(Task item)
Please retype all of the following entries exactly.

****

//! Artifact panes: accumulated text output and the quality verdict

use ratatui::{
    layout::{Constraint, Direction, Layout, Rect},
    style::{Color, Modifier, Style},
    text::{Line, Span},
    widgets::{Block, Borders, Paragraph, Wrap},
    Frame,
};

use crate::app::{App, OutputTab};

pub fn render_output(f: &mut Frame, area: Rect, app: &App) {
    let chunks = Layout::default()
        .direction(Direction::Vertical)
        .constraints([Constraint::Length(1), Constraint::Min(0)])
        .split(area);

    render_tab_bar(f, chunks[0], app);

    let block = Block::default()
        .borders(Borders::ALL)
        .title(format!(" {} ", app.output_tab.title()));

    if app.output_tab == OutputTab::Quality {
        render_quality(f, chunks[1], app, block);
        return;
    }

    let session = app.monitor.session();
    let text = match app.output_tab {
        OutputTab::Summary => session.artifacts.summary.as_deref(),
        OutputTab::Critique => session.artifacts.critique.as_deref(),
        OutputTab::Mechanism => session.artifacts.mechanism.as_deref(),
        OutputTab::Report => session.artifacts.final_report.as_deref(),
        OutputTab::Quality => unreachable!(),
    };

    let paragraph = match text {
        Some(text) => Paragraph::new(text.to_string())
            .wrap(Wrap { trim: false })
            .scroll((app.output_scroll, 0)),
        None => Paragraph::new("Nothing here yet.").style(Style::default().fg(Color::DarkGray)),
    };
    f.render_widget(paragraph.block(block), chunks[1]);
}

fn render_tab_bar(f: &mut Frame, area: Rect, app: &App) {
    let mut spans = Vec::new();
    for tab in OutputTab::ALL {
        let style = if tab == app.output_tab {
            Style::default()
                .fg(Color::Black)
                .bg(Color::White)
                .add_modifier(Modifier::BOLD)
        } else {
            Style::default().fg(Color::Gray)
        };
        spans.push(Span::styled(format!(" {} ", tab.title()), style));
        spans.push(Span::raw(" "));
    }
    f.render_widget(Paragraph::new(Line::from(spans)), area);
}

fn render_quality(f: &mut Frame, area: Rect, app: &App, block: Block) {
    let session = app.monitor.session();
    let mut lines: Vec<Line> = Vec::new();

    if let Some(quality) = &session.quality {
        if let Some(score) = quality.score {
            lines.push(Line::from(vec![
                Span::styled("Score: ", Style::default().fg(Color::Gray)),
                Span::styled(
                    format!("{score:.1} / 100"),
                    Style::default()
                        .fg(Color::White)
                        .add_modifier(Modifier::BOLD),
                ),
            ]));
        }
        if let Some(category) = quality.category {
            lines.push(Line::from(vec![
                Span::styled("Category: ", Style::default().fg(Color::Gray)),
                Span::styled(category.as_str(), Style::default().fg(Color::White)),
            ]));
        }
        if let Some(assessment) = &quality.assessment {
            lines.push(Line::from(""));
            let sub_scores = [
                ("Clarity", assessment.clarity_score),
                ("Feasibility", assessment.feasibility_score),
                ("Novelty", assessment.novelty_score),
                ("Rigor", assessment.rigor_score),
                ("Overall", assessment.overall_score),
            ];
            for (label, value) in sub_scores {
                if let Some(value) = value {
                    lines.push(Line::from(vec![
                        Span::styled(format!("{label:<12}"), Style::default().fg(Color::Gray)),
                        Span::styled(
                            format!("{value:.1} / 10"),
                            Style::default().fg(Color::White),
                        ),
                    ]));
                }
            }
            if let Some(justification) = &assessment.justification {
                lines.push(Line::from(""));
                lines.push(Line::from(Span::styled(
                    justification.clone(),
                    Style::default().fg(Color::Gray),
                )));
            }
            if let Some(verdict) = &assessment.verdict {
                lines.push(Line::from(""));
                lines.push(Line::from(vec![
                    Span::styled("Verdict: ", Style::default().fg(Color::Gray)),
                    Span::styled(
                        verdict.clone(),
                        Style::default()
                            .fg(Color::White)
                            .add_modifier(Modifier::BOLD),
                    ),
                ]));
            }
        }
    } else {
        lines.push(Line::from(Span::styled(
            "No quality verdict yet.",
            Style::default().fg(Color::DarkGray),
        )));
    }

    let paragraph = Paragraph::new(lines)
        .wrap(Wrap { trim: false })
        .scroll((app.output_scroll, 0))
        .block(block);
    f.render_widget(paragraph, area);
}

****

(Answer below)
//! Artifact panes: accumulated text output and the quality verdict

use ratatui::{
    layout::{Constraint, Direction, Layout, Rect},
    style::{Color, Modifier, Style},
    text::{Line, Span},
    widgets::{Block, Borders, Paragraph, Wrap},
    Frame,
};

use crate::app::{App, OutputTab};

pub fn render_output(f: &mut Frame, area: Rect, app: &App) {
    let chunks = Layout::default()
        .direction(Direction::Vertical)
        .constraints([Constraint::Length(1), Constraint::Min(0)])
        .split(area);

    render_tab_bar(f, chunks[0], app);

    let block = Block::default()
        .borders(Borders::ALL)
        .title(format!(" {} ", app.output_tab.title()));

    if app.output_tab == OutputTab::Quality {
        render_quality(f, chunks[1], app, block);
        return;
    }

    let session = app.monitor.session();
    let text = match app.output_tab {
        OutputTab::Summary => session.artifacts.summary.as_deref(),
        OutputTab::Critique => session.artifacts.critique.as_deref(),
        OutputTab::Mechanism => session.artifacts.mechanism.as_deref(),
        OutputTab::Report => session.artifacts.final_report.as_deref(),
        OutputTab::Quality => unreachable!(),
    };

    let paragraph = match text {
        Some(text) => Paragraph::new(text.to_string())
            .wrap(Wrap { trim: false })
            .scroll((app.output_scroll, 0)),
        None => Paragraph::new("Nothing here yet.").style(Style::default().fg(Color::DarkGray)),
    };
    f.render_widget(paragraph.block(block), chunks[1]);
}

fn render_tab_bar(f: &mut Frame, area: Rect, app: &App) {
    let mut spans = Vec::new();
    for tab in OutputTab::ALL {
        let style = if tab == app.output_tab {
            Style::default()
                .fg(Color::Black)
                .bg(Color::White)
                .add_modifier(Modifier::BOLD)
        } else {
            Style::default().fg(Color::Gray)
        };
        spans.push(Span::styled(format!(" {} ", tab.title()), style));
        spans.push(Span::raw(" "));
    }
    f.render_widget(Paragraph::new(Line::from(spans)), area);
}

fn render_quality(f: &mut Frame, area: Rect, app: &App, block: Block) {
    let session = app.monitor.session();
    let mut lines: Vec<Line> = Vec::new();

    if let Some(quality) = &session.quality {
        if let Some(score) = quality.score {
            lines.push(Line::from(vec![
                Span::styled("Score: ", Style::default().fg(Color::Gray)),
                Span::styled(
                    format!("{score:.1} / 100"),
                    Style::default()
                        .fg(Color::White)
                        .add_modifier(Modifier::BOLD),
                ),
            ]));
        }
        if let Some(category) = quality.category {
            lines.push(Line::from(vec![
                Span::styled("Category: ", Style::default().fg(Color::Gray)),
                Span::styled(category.as_str(), Style::default().fg(Color::White)),
            ]));
        }
        if let Some(assessment) = &quality.assessment {
            lines.push(Line::from(""));
            let sub_scores = [
                ("Clarity", assessment.clarity_score),
                ("Feasibility", assessment.feasibility_score),
                ("Novelty", assessment.novelty_score),
                ("Rigor", assessment.rigor_score),
                ("Overall", assessment.overall_score),
            ];
            for (label, value) in sub_scores {
                if let Some(value) = value {
                    lines.push(Line::from(vec![
                        Span::styled(format!("{label:<12}"), Style::default().fg(Color::Gray)),
                        Span::styled(
                            format!("{value:.1} / 10"),
                            Style::default().fg(Color::White),
                        ),
                    ]));
                }
            }
            if let Some(justification) = &assessment.justification {
                lines.push(Line::from(""));
                lines.push(Line::from(Span::styled(
                    justification.clone(),
                    Style::default().fg(Color::Gray),
                )));
            }
            if let Some(verdict) = &assessment.verdict {
                lines.push(Line::from(""));
                lines.push(Line::from(vec![
                    Span::styled("Verdict: ", Style::default().fg(Color::Gray)),
                    Span::styled(
                        verdict.clone(),
                        Style::default()
                            .fg(Color::White)
                            .add_modifier(Modifier::BOLD),
                    ),
                ]));
            }
        }
    } else {
        lines.push(Line::from(Span::styled(
            "No quality verdict yet.",
            Style::default().fg(Color::DarkGray),
        )));
    }

    let paragraph = Paragraph::new(lines)
        .wrap(Wrap { trim: false })
        .scroll((app.output_scroll, 0))
        .block(block);
    f.render_widget(paragraph, area);
}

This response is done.